The following central banks are scheduled to hold policy meetings this week: the Reserve Bank of Australia (on Tuesday), Bank of Canada (Wednesday), Federal Reserve (Wednesday), Bank of Japan (Thursday), Swiss National Bank (Thursday), Sweden's Riksbank (Thursday), Bank of England (Thursday) and Euroepan Central Bank (Thursday).
The RBA is expected to be the first G10 central bank to hike rates in response to the energy price shock, according to MUFG, noting that is helping the Australian dollar (AUD) to strengthen at the start of this week after it dropped back below the 0.7000 level at the end of last week.
The AUD has benefited from higher yields and commodity prices at the start of this year, noted MUFG. However, the bank noted, a bigger hit to global growth from higher energy prices could begin to weigh more heavily on the AUD further down the road if the Strait of Hormuz block isn't resolved.
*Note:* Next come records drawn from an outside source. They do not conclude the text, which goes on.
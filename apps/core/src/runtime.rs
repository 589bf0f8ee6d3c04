use std::fmt::{Display, Formatter};

use crate::checker::{self, CheckReport};
use crate::config::{self, Config, ConfigError};
use crate::inventory;
use crate::logging;
use crate::model::{App, InventoryDocument, UninstallOutcome};
use crate::monitor;
use crate::orchestrator;

#[derive(Debug, Clone, PartialEq, Eq)]
pub enum CliCommand {
    List,
    Export,
    Check,
    Uninstall { query: String },
}

pub fn usage() -> String {
    [
        "usage: appsweep-core <command> [arguments]",
        "commands:",
        "  list              print the display name of every installed application",
        "  export            print the full inventory as JSON",
        "  check             audit the inventory for stale or broken entries",
        "  uninstall <name>  uninstall the application matching <name>",
    ]
    .join("\n")
}

pub fn parse_cli_args(args: &[String]) -> Result<CliCommand, String> {
    let Some((command, rest)) = args.split_first() else {
        return Err(usage());
    };

    match command.as_str() {
        "list" | "export" | "check" if !rest.is_empty() => {
            Err(format!("'{command}' takes no arguments\n\n{}", usage()))
        }
        "list" => Ok(CliCommand::List),
        "export" => Ok(CliCommand::Export),
        "check" => Ok(CliCommand::Check),
        "uninstall" => {
            let query = rest.join(" ").trim().to_string();
            if query.is_empty() {
                return Err(format!("'uninstall' needs an application name\n\n{}", usage()));
            }
            Ok(CliCommand::Uninstall { query })
        }
        other => Err(format!("unknown command '{other}'\n\n{}", usage())),
    }
}

#[derive(Debug)]
pub enum RuntimeError {
    Config(ConfigError),
    Encode(serde_json::Error),
    NotFound(String),
    Ambiguous(usize),
    Failed(String),
}

impl Display for RuntimeError {
    fn fmt(&self, f: &mut Formatter<'_>) -> std::fmt::Result {
        match self {
            Self::Config(error) => write!(f, "config error: {error}"),
            Self::Encode(error) => write!(f, "failed to encode output: {error}"),
            Self::NotFound(query) => {
                write!(f, "no application found matching '{query}'")
            }
            Self::Ambiguous(count) => write!(
                f,
                "found {count} matching applications; re-run with an exact name"
            ),
            Self::Failed(error) => write!(f, "uninstall failed: {error}"),
        }
    }
}

impl std::error::Error for RuntimeError {}

impl From<ConfigError> for RuntimeError {
    fn from(value: ConfigError) -> Self {
        Self::Config(value)
    }
}

impl From<serde_json::Error> for RuntimeError {
    fn from(value: serde_json::Error) -> Self {
        Self::Encode(value)
    }
}

/// Dispatches one CLI invocation. Every command starts from a fresh scan;
/// nothing is carried over between runs. Stdout carries only the command's
/// document, diagnostics go to the file log and stderr.
pub fn run(command: CliCommand) -> Result<(), RuntimeError> {
    if let Err(error) = logging::init() {
        eprintln!("[appsweep-core] file logging unavailable: {error}");
    }
    let config = config::load(None)?;

    match command {
        CliCommand::List => {
            let apps = inventory::scan();
            logging::info(&format!("list: {} applications", apps.len()));
            for app in &apps {
                println!("{}", app.display_name);
            }
            Ok(())
        }
        CliCommand::Export => {
            let apps = inventory::scan();
            logging::info(&format!("export: {} applications", apps.len()));
            let document = InventoryDocument::new(apps);
            println!("{}", serde_json::to_string_pretty(&document)?);
            Ok(())
        }
        CliCommand::Check => {
            let apps = inventory::scan();
            let report = CheckReport::new(checker::check_invalid_apps(&apps));
            logging::info(&format!(
                "check: {} issues across {} applications",
                report.issues.len(),
                apps.len()
            ));
            println!("{}", serde_json::to_string_pretty(&report)?);
            Ok(())
        }
        CliCommand::Uninstall { query } => run_uninstall(&query, &config),
    }
}

fn run_uninstall(query: &str, config: &Config) -> Result<(), RuntimeError> {
    let apps = inventory::scan();
    let selected = match resolve_query(&apps, query) {
        Ok(app) => app,
        Err(error) => {
            match &error {
                RuntimeError::NotFound(_) => {
                    let outcome = UninstallOutcome::failed(error.to_string());
                    println!("{}", serde_json::to_string_pretty(&outcome)?);
                }
                RuntimeError::Ambiguous(_) => {
                    print_candidates(query, &inventory::find_matches(&apps, query));
                }
                _ => {}
            }
            return Err(error);
        }
    };

    logging::info(&format!(
        "uninstall: '{query}' resolved to '{}'",
        selected.display_name
    ));

    let probe = monitor::system_probe();
    let outcome = orchestrator::uninstall(selected, probe.as_ref(), &config.monitor());
    println!("{}", serde_json::to_string_pretty(&outcome)?);

    if outcome.success {
        Ok(())
    } else {
        Err(RuntimeError::Failed(
            outcome.error.unwrap_or_else(|| "unknown failure".to_string()),
        ))
    }
}

/// Maps a query to exactly one record or the error the caller must surface.
fn resolve_query<'a>(apps: &'a [App], query: &str) -> Result<&'a App, RuntimeError> {
    let matches = inventory::find_matches(apps, query);
    match matches.len() {
        0 => Err(RuntimeError::NotFound(query.to_string())),
        1 => Ok(matches[0]),
        many => Err(RuntimeError::Ambiguous(many)),
    }
}

fn print_candidates(query: &str, matches: &[&App]) {
    eprintln!("found {} applications matching '{query}':", matches.len());
    for (index, app) in matches.iter().enumerate() {
        eprintln!("  {:2}) {}", index + 1, app.display_name);
    }
    eprintln!("re-run with an unambiguous name, ideally the exact one");
}

#[cfg(test)]
mod tests {
    use super::{parse_cli_args, resolve_query, CliCommand, RuntimeError};
    use crate::model::App;

    fn args(raw: &[&str]) -> Vec<String> {
        raw.iter().map(|s| s.to_string()).collect()
    }

    fn app(name: &str) -> App {
        App {
            display_name: name.to_string(),
            display_version: "1.0".to_string(),
            publisher: String::new(),
            install_date: String::new(),
            uninstall_string: "C:\\Apps\\unins000.exe".to_string(),
            install_location: String::new(),
            display_icon: String::new(),
            registry_key: format!("HKLM\\...\\{name}"),
            estimated_size: 0,
        }
    }

    #[test]
    fn parses_simple_commands() {
        assert_eq!(parse_cli_args(&args(&["list"])), Ok(CliCommand::List));
        assert_eq!(parse_cli_args(&args(&["export"])), Ok(CliCommand::Export));
        assert_eq!(parse_cli_args(&args(&["check"])), Ok(CliCommand::Check));
    }

    #[test]
    fn uninstall_query_joins_remaining_arguments() {
        assert_eq!(
            parse_cli_args(&args(&["uninstall", "Google", "Chrome"])),
            Ok(CliCommand::Uninstall {
                query: "Google Chrome".to_string()
            })
        );
    }

    #[test]
    fn rejects_missing_or_unknown_commands() {
        assert!(parse_cli_args(&[]).is_err());
        assert!(parse_cli_args(&args(&["install", "x"])).is_err());
        assert!(parse_cli_args(&args(&["uninstall"])).is_err());
        assert!(parse_cli_args(&args(&["list", "extra"])).is_err());
    }

    #[test]
    fn resolves_unique_match() {
        let apps = vec![app("Google Chrome"), app("Firefox")];
        let selected = resolve_query(&apps, "fire").unwrap();
        assert_eq!(selected.display_name, "Firefox");
    }

    #[test]
    fn reports_not_found_and_ambiguous_queries() {
        let apps = vec![
            app("Google Chrome"),
            app("Google Chrome Beta"),
            app("Firefox"),
        ];

        assert!(matches!(
            resolve_query(&apps, "Zzz"),
            Err(RuntimeError::NotFound(_))
        ));
        assert!(matches!(
            resolve_query(&apps, "Chrome"),
            Err(RuntimeError::Ambiguous(2))
        ));
    }
}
For the other G10 central banks, MUFG will be watching closely to see how their policy guidance responds to the Middle East conflict. MUFG said they will have to acknowledge that upside risks to inflation from the energy price shock have risen in the near-term alongside downside risks to growth.
However, the bank added, it is likely to be too soon for most central banks to commit strongly to an updated path of policy action while developments in the Middle East remain highly uncertain.
The Federal Reserve has already signaled that it wasn't in a rush to resume rate cuts this year. A view that has likely been reinforced by recent developments, even after the weak labor market data for February, it noted
In contrast, MUFG expects the BoE and ECB to sound relatively more hawkish than the Fed. The bank estimates a more unanimous Monetary Policy Committee vote to leave rates on hold this week from the BoE after the narrow (5-4) vote last month.
The BoE is likely to express more concern over persistent inflation risks again due to higher energy prices, which have reduced the scope for further rate cuts, said the bank.
Meanwhile, MUFG noted, some ECB policymakers have already started to talk about the possibility of hiking rates if needed to lift the policy rate back into restrictive territory. It is unlikely that President Christine Lagarde will commit to rate hikes this week, but she could open the door, the bank said.
However, the bank doubts that hawkish BoE and ECB policy updates will provide much support for the euro (EUR) and sterling (GBP) against the US dollar (USD), given European economies are facing a bigger negative hit than the United States economy from the energy price shock.